History

  • Dorothea Dix

    Dorothea Dix
    Born April 4, 1802. Established the first mental asylums in the US when she returned from abroad in 1840, she began by looking into treatment of mentally ill people which led to the state governments establishing better institutions.
  • Mary Ann Bickerdyke

    Mary Ann Bickerdyke
    Born July 19, 1817. Known as "mother" Bickerdyke. She was a matron for soldiers during the Civil War. She made sure all hospital staff was competent and that conditions were as sanitary as possible.
  • Linda Richards

    Linda Richards
    Born July 27, 1841. In 1873, she was the first person to graduate from the first nursing school in the US. She also created an individual patient record keeping sytem.
  • Mary Eliza Mahoney

    Mary Eliza Mahoney
    Born May 7, 1845. In 1879, she graduated as the first black nurse in the US. She also co-founded the National Association of Colored Graduate Nurses in 1908.
  • Clara Barton

    Clara Barton
    First founder and president of the American Red Cross.

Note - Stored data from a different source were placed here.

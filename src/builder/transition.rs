//! Builder for constructing transition rules.

use crate::builder::error::BuildError;
use crate::core::{
    ActionFn, EventId, GuardFn, MachineHandle, StateId, StateSet, Transition, MAX_STATES,
};

/// Builder for constructing transition rules with a fluent API.
///
/// Event, source set, and target state are required; guard and action
/// are optional. The target is validated against [`MAX_STATES`] here as
/// well, so a malformed rule is caught as early as possible.
///
/// # Example
///
/// ```rust
/// use gearbox::builder::TransitionBuilder;
/// use gearbox::state_set;
///
/// const ACCEPTING: u8 = 1;
/// const DISPENSING: u8 = 2;
/// const SELECT_ITEM: u8 = 1;
///
/// let rule = TransitionBuilder::<u32>::new()
///     .on(SELECT_ITEM)
///     .from(state_set![ACCEPTING])
///     .to(DISPENSING)
///     .when(|handle, _| handle.context().copied().unwrap_or(0) >= 10)
///     .run(|handle, _| {
///         if let Some(balance) = handle.context_mut() {
///             *balance -= 10;
///         }
///     })
///     .build()
///     .unwrap();
///
/// assert!(rule.has_guard());
/// assert!(rule.has_action());
/// ```
pub struct TransitionBuilder<C = (), D = ()> {
    event: Option<EventId>,
    sources: StateSet,
    target: Option<StateId>,
    guard: Option<Box<GuardFn<C, D>>>,
    action: Option<Box<ActionFn<C, D>>>,
}

impl<C, D> TransitionBuilder<C, D> {
    /// Create a new transition builder.
    pub fn new() -> Self {
        Self {
            event: None,
            sources: StateSet::EMPTY,
            target: None,
            guard: None,
            action: None,
        }
    }

    /// Set the triggering event (required).
    pub fn on(mut self, event: EventId) -> Self {
        self.event = Some(event);
        self
    }

    /// Set the source state set (required, must be non-empty).
    pub fn from(mut self, sources: StateSet) -> Self {
        self.sources = sources;
        self
    }

    /// Set the source states from a list of state identifiers.
    pub fn from_states(self, states: &[StateId]) -> Self {
        self.from(StateSet::of(states))
    }

    /// Set the target state (required).
    pub fn to(mut self, target: StateId) -> Self {
        self.target = Some(target);
        self
    }

    /// Attach a guard predicate (optional).
    ///
    /// The guard returns `true` to allow the transition.
    pub fn when<F>(mut self, guard: F) -> Self
    where
        F: Fn(&mut MachineHandle<'_, C>, Option<&D>) -> bool + Send + Sync + 'static,
    {
        self.guard = Some(Box::new(guard));
        self
    }

    /// Attach an action callback (optional).
    ///
    /// The action runs after the transition commits.
    pub fn run<F>(mut self, action: F) -> Self
    where
        F: Fn(&mut MachineHandle<'_, C>, Option<&D>) + Send + Sync + 'static,
    {
        self.action = Some(Box::new(action));
        self
    }

    /// Build the transition rule.
    pub fn build(self) -> Result<Transition<C, D>, BuildError> {
        let event = self.event.ok_or(BuildError::MissingEvent)?;
        if self.sources.is_empty() {
            return Err(BuildError::MissingSourceStates);
        }
        let target = self.target.ok_or(BuildError::MissingTargetState)?;
        if target as usize >= MAX_STATES {
            return Err(BuildError::TargetOutOfRange(target));
        }

        Ok(Transition {
            event,
            sources: self.sources,
            target,
            guard: self.guard,
            action: self.action,
        })
    }
}

impl<C, D> Default for TransitionBuilder<C, D> {
    fn default() -> Self {
        Self::new()
    }
}
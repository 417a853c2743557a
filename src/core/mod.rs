//! Core engine types.
//!
//! This module contains the whole dispatch engine:
//! - State/event identifiers and bitmask state sets
//! - Transition rules with optional guard and action callbacks
//! - The [`Machine`] that advances a current state over a borrowed table
//! - The [`EventResult`] taxonomy and [`InitError`] validation failures
//!
//! Dispatch is a pure linear scan plus two optional callback calls; the
//! engine performs no allocation, no locking, and no I/O of its own.

mod error;
mod machine;
mod outcome;
mod state;
mod transition;

pub use error::InitError;
pub use machine::{Machine, MachineHandle};
pub use outcome::EventResult;
pub use state::{EventId, StateId, StateSet, MAX_STATES};
pub use transition::{ActionFn, GuardFn, Transition};
//! The dispatch engine: a current state advanced over a borrowed
//! transition table.

use tracing::{debug, trace};

use super::error::InitError;
use super::outcome::EventResult;
use super::state::{EventId, StateId, MAX_STATES};
use super::transition::Transition;

/// The view of a machine passed to guards and actions.
///
/// Callbacks never receive the machine itself; they receive this handle,
/// which exposes the current state and the user context. For a guard the
/// state is still the source state; for an action it is already the
/// committed target state.
pub struct MachineHandle<'m, C> {
    pub(crate) state: StateId,
    pub(crate) context: &'m mut Option<C>,
}

impl<C> MachineHandle<'_, C> {
    /// The machine's current state as seen by this callback.
    pub fn state(&self) -> StateId {
        self.state
    }

    /// Shared access to the user context, if one was set.
    pub fn context(&self) -> Option<&C> {
        self.context.as_ref()
    }

    /// Mutable access to the user context, if one was set.
    ///
    /// Guards conventionally use this to report *why* they denied a
    /// transition; actions use it to apply their side effects.
    pub fn context_mut(&mut self) -> Option<&mut C> {
        self.context.as_mut()
    }
}

/// A finite state machine over a borrowed transition table.
///
/// The machine owns none of the table: it holds a reference for its own
/// lifetime, never copies or mutates the rules, and cannot outlive them.
/// The only mutable engine state is the current state identifier and the
/// optional user context `C`, which is threaded through to guards and
/// actions untouched.
///
/// Dispatch is synchronous and single-threaded; a machine shared across
/// threads must be serialized externally.
///
/// # Example
///
/// ```rust
/// use gearbox::builder::transition;
/// use gearbox::{state_set, EventResult, Machine, Transition};
///
/// const RED: u8 = 0;
/// const GREEN: u8 = 1;
/// const YELLOW: u8 = 2;
/// const TIMEOUT: u8 = 0;
///
/// let rules: Vec<Transition> = vec![
///     transition(TIMEOUT, state_set![RED], GREEN),
///     transition(TIMEOUT, state_set![GREEN], YELLOW),
///     transition(TIMEOUT, state_set![YELLOW], RED),
/// ];
///
/// let mut light = Machine::new(RED, &rules).unwrap();
/// assert_eq!(light.process_event(TIMEOUT, None), EventResult::Success);
/// assert_eq!(light.current_state(), GREEN);
/// ```
pub struct Machine<'t, C = (), D = ()> {
    current: StateId,
    rules: &'t [Transition<C, D>],
    context: Option<C>,
}

impl<'t, C, D> Machine<'t, C, D> {
    /// Create a machine over `rules`, starting in `initial`.
    ///
    /// The table must be non-empty and every rule's target state must be
    /// below [`MAX_STATES`]. The initial state is deliberately *not*
    /// validated against the table: a machine may legitimately start in
    /// a state no rule leads back to, or one outside the mask range that
    /// only ever acts as a source of nothing.
    ///
    /// No guard or action runs during construction, and the context
    /// starts unset.
    pub fn new(initial: StateId, rules: &'t [Transition<C, D>]) -> Result<Self, InitError> {
        if rules.is_empty() {
            return Err(InitError::EmptyTable);
        }
        for (index, rule) in rules.iter().enumerate() {
            if rule.target as usize >= MAX_STATES {
                return Err(InitError::TargetOutOfRange {
                    index,
                    target: rule.target,
                });
            }
        }

        trace!(initial, rules = rules.len(), "machine initialized");
        Ok(Machine {
            current: initial,
            rules,
            context: None,
        })
    }

    /// Process one event against the table.
    ///
    /// Scans the rules in declaration order and selects the **first**
    /// rule whose event matches and whose source set contains the
    /// current state; later overlapping rules are unreachable, which is
    /// the caller's responsibility to avoid. If the selected rule has a
    /// guard, the guard decides; on denial the state is unchanged and
    /// the action is skipped. Otherwise the state is committed to the
    /// rule's target *before* the action runs, so an action querying the
    /// handle observes the new state.
    ///
    /// Runs in O(table length) with no allocation and returns after any
    /// callbacks have completed.
    pub fn process_event(&mut self, event: EventId, data: Option<&D>) -> EventResult {
        let rules = self.rules;
        for rule in rules {
            if !rule.matches(event, self.current) {
                continue;
            }

            if let Some(guard) = &rule.guard {
                let mut handle = MachineHandle {
                    state: self.current,
                    context: &mut self.context,
                };
                if !guard(&mut handle, data) {
                    debug!(event, state = self.current, "guard denied transition");
                    return EventResult::GuardDenied;
                }
            }

            let from = self.current;
            self.current = rule.target;
            if let Some(action) = &rule.action {
                let mut handle = MachineHandle {
                    state: self.current,
                    context: &mut self.context,
                };
                action(&mut handle, data);
            }
            debug!(event, from, to = self.current, "transition committed");
            return EventResult::Success;
        }

        trace!(event, state = self.current, "no transition for state");
        EventResult::NoTransitionForState
    }

    /// The machine's current state.
    pub fn current_state(&self) -> StateId {
        self.current
    }

    /// Install a user context, returning the previous one if any.
    ///
    /// The engine never reads or interprets the context; it exists
    /// purely to be handed to guards and actions.
    pub fn set_context(&mut self, context: C) -> Option<C> {
        self.context.replace(context)
    }

    /// Shared access to the user context, if one was set.
    pub fn context(&self) -> Option<&C> {
        self.context.as_ref()
    }

    /// Mutable access to the user context, if one was set.
    pub fn context_mut(&mut self) -> Option<&mut C> {
        self.context.as_mut()
    }
}
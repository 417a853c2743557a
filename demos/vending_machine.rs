//! Vending machine with a stock/balance guard.
//!
//! Key concepts:
//! - A typed event payload (coin value or item index)
//! - A guard that denies selection and reports the reason through the
//!   user context
//! - Actions updating balance, stock, and the display message
//!
//! Run with: cargo run --example vending_machine

use gearbox::builder::TransitionBuilder;
use gearbox::{state_set, Machine, MachineHandle, StateId, Transition};

const IDLE: StateId = 0;
const ACCEPTING: StateId = 1;
const DISPENSING: StateId = 2;

const INSERT_COIN: u8 = 0;
const SELECT_ITEM: u8 = 1;
const DISPENSE_DONE: u8 = 2;
const CANCEL: u8 = 3;

struct Item {
    name: &'static str,
    price: i32,
    stock: u32,
}

struct VendingContext {
    balance: i32,
    selected: Option<usize>,
    items: Vec<Item>,
    message: String,
}

/// Payload attached to events: the inserted coin or the chosen item.
enum Input {
    Coin(i32),
    Item(usize),
}

fn rules() -> Vec<Transition<VendingContext, Input>> {
    vec![
        TransitionBuilder::new()
            .on(INSERT_COIN)
            .from(state_set![IDLE, ACCEPTING])
            .to(ACCEPTING)
            .run(|handle: &mut MachineHandle<'_, VendingContext>, data| {
                let Some(ctx) = handle.context_mut() else { return };
                if let Some(Input::Coin(value)) = data {
                    ctx.balance += value;
                    ctx.message = format!("balance is now {}", ctx.balance);
                }
            })
            .build()
            .unwrap(),
        TransitionBuilder::new()
            .on(SELECT_ITEM)
            .from(state_set![ACCEPTING])
            .to(DISPENSING)
            .when(|handle: &mut MachineHandle<'_, VendingContext>, data| {
                let Some(ctx) = handle.context_mut() else {
                    return false;
                };
                let Some(Input::Item(id)) = data else {
                    ctx.message = "no item selected".into();
                    return false;
                };
                let Some(item) = ctx.items.get(*id) else {
                    ctx.message = "unknown item".into();
                    return false;
                };
                if item.stock == 0 {
                    ctx.message = format!("{} is sold out", item.name);
                    return false;
                }
                if ctx.balance < item.price {
                    ctx.message = format!(
                        "{} costs {}, balance is {}",
                        item.name, item.price, ctx.balance
                    );
                    return false;
                }
                ctx.selected = Some(*id);
                true
            })
            .run(|handle: &mut MachineHandle<'_, VendingContext>, _| {
                let Some(ctx) = handle.context_mut() else { return };
                if let Some(id) = ctx.selected {
                    ctx.balance -= ctx.items[id].price;
                    ctx.items[id].stock -= 1;
                    ctx.message = format!("dispensing {}", ctx.items[id].name);
                }
            })
            .build()
            .unwrap(),
        TransitionBuilder::new()
            .on(DISPENSE_DONE)
            .from(state_set![DISPENSING])
            .to(IDLE)
            .run(|handle: &mut MachineHandle<'_, VendingContext>, _| {
                let Some(ctx) = handle.context_mut() else { return };
                if ctx.balance > 0 {
                    ctx.message = format!("returning change: {}", ctx.balance);
                } else {
                    ctx.message = "thank you".into();
                }
                ctx.balance = 0;
                ctx.selected = None;
            })
            .build()
            .unwrap(),
        TransitionBuilder::new()
            .on(CANCEL)
            .from(state_set![ACCEPTING])
            .to(IDLE)
            .run(|handle: &mut MachineHandle<'_, VendingContext>, _| {
                let Some(ctx) = handle.context_mut() else { return };
                ctx.message = format!("refunding {}", ctx.balance);
                ctx.balance = 0;
            })
            .build()
            .unwrap(),
    ]
}

fn name(state: StateId) -> &'static str {
    match state {
        IDLE => "IDLE",
        ACCEPTING => "ACCEPTING",
        DISPENSING => "DISPENSING",
        _ => "?",
    }
}

fn step(machine: &mut Machine<'_, VendingContext, Input>, label: &str, event: u8, data: Option<&Input>) {
    let result = machine.process_event(event, data);
    let message = machine
        .context()
        .map(|ctx| ctx.message.as_str())
        .unwrap_or("");
    println!(
        "{label:<24} -> {:<24} state={:<10} [{}]",
        result.as_str(),
        name(machine.current_state()),
        message
    );
}

fn main() {
    tracing_subscriber::fmt()
        .with_env_filter(tracing_subscriber::EnvFilter::from_default_env())
        .init();

    let table = rules();
    let mut machine = Machine::new(IDLE, &table).expect("valid table");
    machine.set_context(VendingContext {
        balance: 0,
        selected: None,
        items: vec![
            Item { name: "Water", price: 10, stock: 5 },
            Item { name: "Soda", price: 15, stock: 3 },
            Item { name: "Juice", price: 20, stock: 0 },
        ],
        message: "welcome, please insert coins".into(),
    });

    println!("=== Vending Machine ===\n");

    step(&mut machine, "select before paying", SELECT_ITEM, Some(&Input::Item(0)));
    step(&mut machine, "insert 10", INSERT_COIN, Some(&Input::Coin(10)));
    step(&mut machine, "select Soda (15)", SELECT_ITEM, Some(&Input::Item(1)));
    step(&mut machine, "insert 10", INSERT_COIN, Some(&Input::Coin(10)));
    step(&mut machine, "select Juice (sold out)", SELECT_ITEM, Some(&Input::Item(2)));
    step(&mut machine, "select Soda (15)", SELECT_ITEM, Some(&Input::Item(1)));
    step(&mut machine, "dispense done", DISPENSE_DONE, None);
    step(&mut machine, "insert 5", INSERT_COIN, Some(&Input::Coin(5)));
    step(&mut machine, "cancel", CANCEL, None);
}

Born Dec 25, 1821. Worked during the Civil War caring for wounded soldiers. Known as "the angel of the battlefield."
  • Isabel Hampton Robb

    Isabel Hampton Robb
    Born 1860. Appointed head of the new Johns Hopkins School of Nursing. Set many standards for nursing education.
  • Lavinia Dock

    Lavinia Dock
    Born in 1858. She was thrown in jail for picketing for suffrage at the White House. In 1893, founded the American Society of superintendents of Training Schools for Nurses.
  • Lillian Wald

    Lillian Wald
    Born Mar. 10, 1867. In 1909, helped found the NAACP. She helped people in the lower east side of New York and made it a pretty widespread effort that gained financial support in 1906. She also wrote a couple of books about the experience.
  • Margaret Sanger

    Margaret Sanger
    Born Sept. 14, 1879. In 1916, she opened a birth control clinic for women in Brooklyn. She was imprisoned for the act. In 1921, she began the American Birth Control League.
  • Annie Goodrich

    Annie Goodrich
    She was the first dean and professor of Yale University's School of Nursing from 1923-1934. She was from New Jersey. Born Feb. 6, 1866
  • Mary Breckinridge

    Mary Breckinridge
    Born Feb 17, 1881. Trained in England to be a Nurse-midwife, upon returning she founded the Frontier nursing service in 1925. She helped many people with her numerous hospitals.
  • Ida V. Moffett

    Ida V. Moffett
    Born April 9, 1905. Samford University's nursing school is named after her. She was appointed chair of Alabama's State Board of Nurse's Examiners and Registration. She helped gain the first accredited 4-yr nursing program in Alabama. And made advances in liscensing nurses.
  • Lillian Holland Harvey

    Lillian Holland Harvey
    She started the first baccalaureate of nursing program in the state of Alabama in 1948. She was also dean of Tuskegee School of Nursing for many years.
  • Hildegard Peplau

    Hildegard Peplau
    Born Sept. 1, 1909. One of the first nurses to emphasize that there was a nurse client relationship; that the nurse wasn't merely a servant of the doctor. She also published guidelines and stages of this relationship.
  • Dorothea Orem

    Dorothea Orem
    Born 1914. Developed a theory called the Orem Theory, the Self-deficit theory, or the self-care theory, says that nurses must provide care when the patient cannot.
  • Martha Rogers

    Martha Rogers
    Born Mar. 12, 1914. Head of Nursing at New York University in 1954. Edited a science journal in 1963 and formulated ideas for her book, An Introduction to the Theoretical Basis of Nursing.
  • Madeleine Leininger

    Madeleine Leininger
    Born July 13, 1925. Dean of University of Washington. Saw the need for understanding your patient's culture in order to provide care. Began a transcultural nursing program in 1974.
  • Jean Watson

    Jean Watson
    In 1979, established several guidelines/factors of the "science of caring." Has written several books about caring in nursing.
  • Virginia Henderson

    Virginia Henderson
    Born Nov 30, 1897. Well known for her definition of nursing, "The unique function of the nurse is to assist the individual, sick or well, in the performance of those activities contributing to health or its recovery (or to peaceful death) that he would perform unaided if he had the necessary strength, will or knowledge." Sometimes referred to as "the first lady of nursing."
  • Mary Adelaide Nutting

    Mary Adelaide Nutting
    Born Nov 1, 1858. Was in the first class at Johns Hopkins Training School in 1889, upon graduating she served as head nurse and later principal. In 1907, she moved to Teachers College at Columbia University and became the world's first professor of nursing.